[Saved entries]
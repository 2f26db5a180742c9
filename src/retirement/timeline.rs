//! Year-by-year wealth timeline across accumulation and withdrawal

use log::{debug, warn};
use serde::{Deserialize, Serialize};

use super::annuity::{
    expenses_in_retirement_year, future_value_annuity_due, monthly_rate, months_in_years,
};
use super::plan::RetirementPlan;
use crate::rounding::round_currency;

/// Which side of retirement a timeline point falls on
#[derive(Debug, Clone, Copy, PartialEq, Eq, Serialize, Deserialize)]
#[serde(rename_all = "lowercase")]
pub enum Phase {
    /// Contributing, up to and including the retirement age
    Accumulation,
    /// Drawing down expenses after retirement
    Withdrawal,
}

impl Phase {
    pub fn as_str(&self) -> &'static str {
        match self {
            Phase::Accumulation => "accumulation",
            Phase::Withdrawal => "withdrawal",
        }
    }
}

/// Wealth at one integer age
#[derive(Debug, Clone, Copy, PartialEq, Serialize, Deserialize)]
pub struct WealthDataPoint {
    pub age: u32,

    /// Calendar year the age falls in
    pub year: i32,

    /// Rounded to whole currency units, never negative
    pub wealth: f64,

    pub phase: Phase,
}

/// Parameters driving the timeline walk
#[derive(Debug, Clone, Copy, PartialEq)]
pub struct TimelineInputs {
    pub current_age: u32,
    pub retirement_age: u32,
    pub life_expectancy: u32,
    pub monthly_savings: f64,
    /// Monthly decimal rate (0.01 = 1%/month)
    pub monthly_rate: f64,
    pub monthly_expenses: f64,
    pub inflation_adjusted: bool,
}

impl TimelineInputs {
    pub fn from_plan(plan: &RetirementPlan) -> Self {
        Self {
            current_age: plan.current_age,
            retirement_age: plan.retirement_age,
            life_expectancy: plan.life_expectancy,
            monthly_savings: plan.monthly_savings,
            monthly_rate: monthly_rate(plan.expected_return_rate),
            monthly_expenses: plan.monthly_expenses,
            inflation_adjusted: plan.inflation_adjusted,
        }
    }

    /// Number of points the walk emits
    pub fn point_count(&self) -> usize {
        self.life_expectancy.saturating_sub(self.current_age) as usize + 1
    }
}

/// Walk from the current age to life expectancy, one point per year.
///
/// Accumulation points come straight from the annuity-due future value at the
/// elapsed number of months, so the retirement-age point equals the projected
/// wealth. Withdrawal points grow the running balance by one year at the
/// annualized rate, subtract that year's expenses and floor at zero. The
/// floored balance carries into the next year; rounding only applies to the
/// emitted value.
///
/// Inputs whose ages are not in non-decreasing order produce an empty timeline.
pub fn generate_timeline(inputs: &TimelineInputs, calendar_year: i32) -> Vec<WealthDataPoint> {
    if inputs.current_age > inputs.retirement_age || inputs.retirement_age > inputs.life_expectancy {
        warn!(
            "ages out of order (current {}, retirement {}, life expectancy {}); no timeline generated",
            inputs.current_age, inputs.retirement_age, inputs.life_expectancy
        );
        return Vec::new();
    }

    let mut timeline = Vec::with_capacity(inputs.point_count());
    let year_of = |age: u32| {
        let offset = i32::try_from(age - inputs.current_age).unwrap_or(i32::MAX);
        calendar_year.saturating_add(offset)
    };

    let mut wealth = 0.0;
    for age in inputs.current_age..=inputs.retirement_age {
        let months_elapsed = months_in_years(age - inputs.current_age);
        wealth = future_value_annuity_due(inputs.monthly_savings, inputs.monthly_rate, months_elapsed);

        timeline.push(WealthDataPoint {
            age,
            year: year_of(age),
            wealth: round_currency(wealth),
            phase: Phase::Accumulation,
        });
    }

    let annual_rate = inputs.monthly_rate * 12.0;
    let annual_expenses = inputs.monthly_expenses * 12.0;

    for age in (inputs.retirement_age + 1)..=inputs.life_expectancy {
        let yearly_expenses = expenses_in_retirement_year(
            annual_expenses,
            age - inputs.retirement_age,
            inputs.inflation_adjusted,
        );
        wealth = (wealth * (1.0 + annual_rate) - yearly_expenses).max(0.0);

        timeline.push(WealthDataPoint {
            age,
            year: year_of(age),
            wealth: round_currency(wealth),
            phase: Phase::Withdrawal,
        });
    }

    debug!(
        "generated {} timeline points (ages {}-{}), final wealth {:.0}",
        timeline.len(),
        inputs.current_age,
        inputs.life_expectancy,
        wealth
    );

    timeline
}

ASSIGNED TASK:
Across the entries above, state how many lines include the string "Copy", with no other text.

SOLUTION TO THIS PROBLEM:
3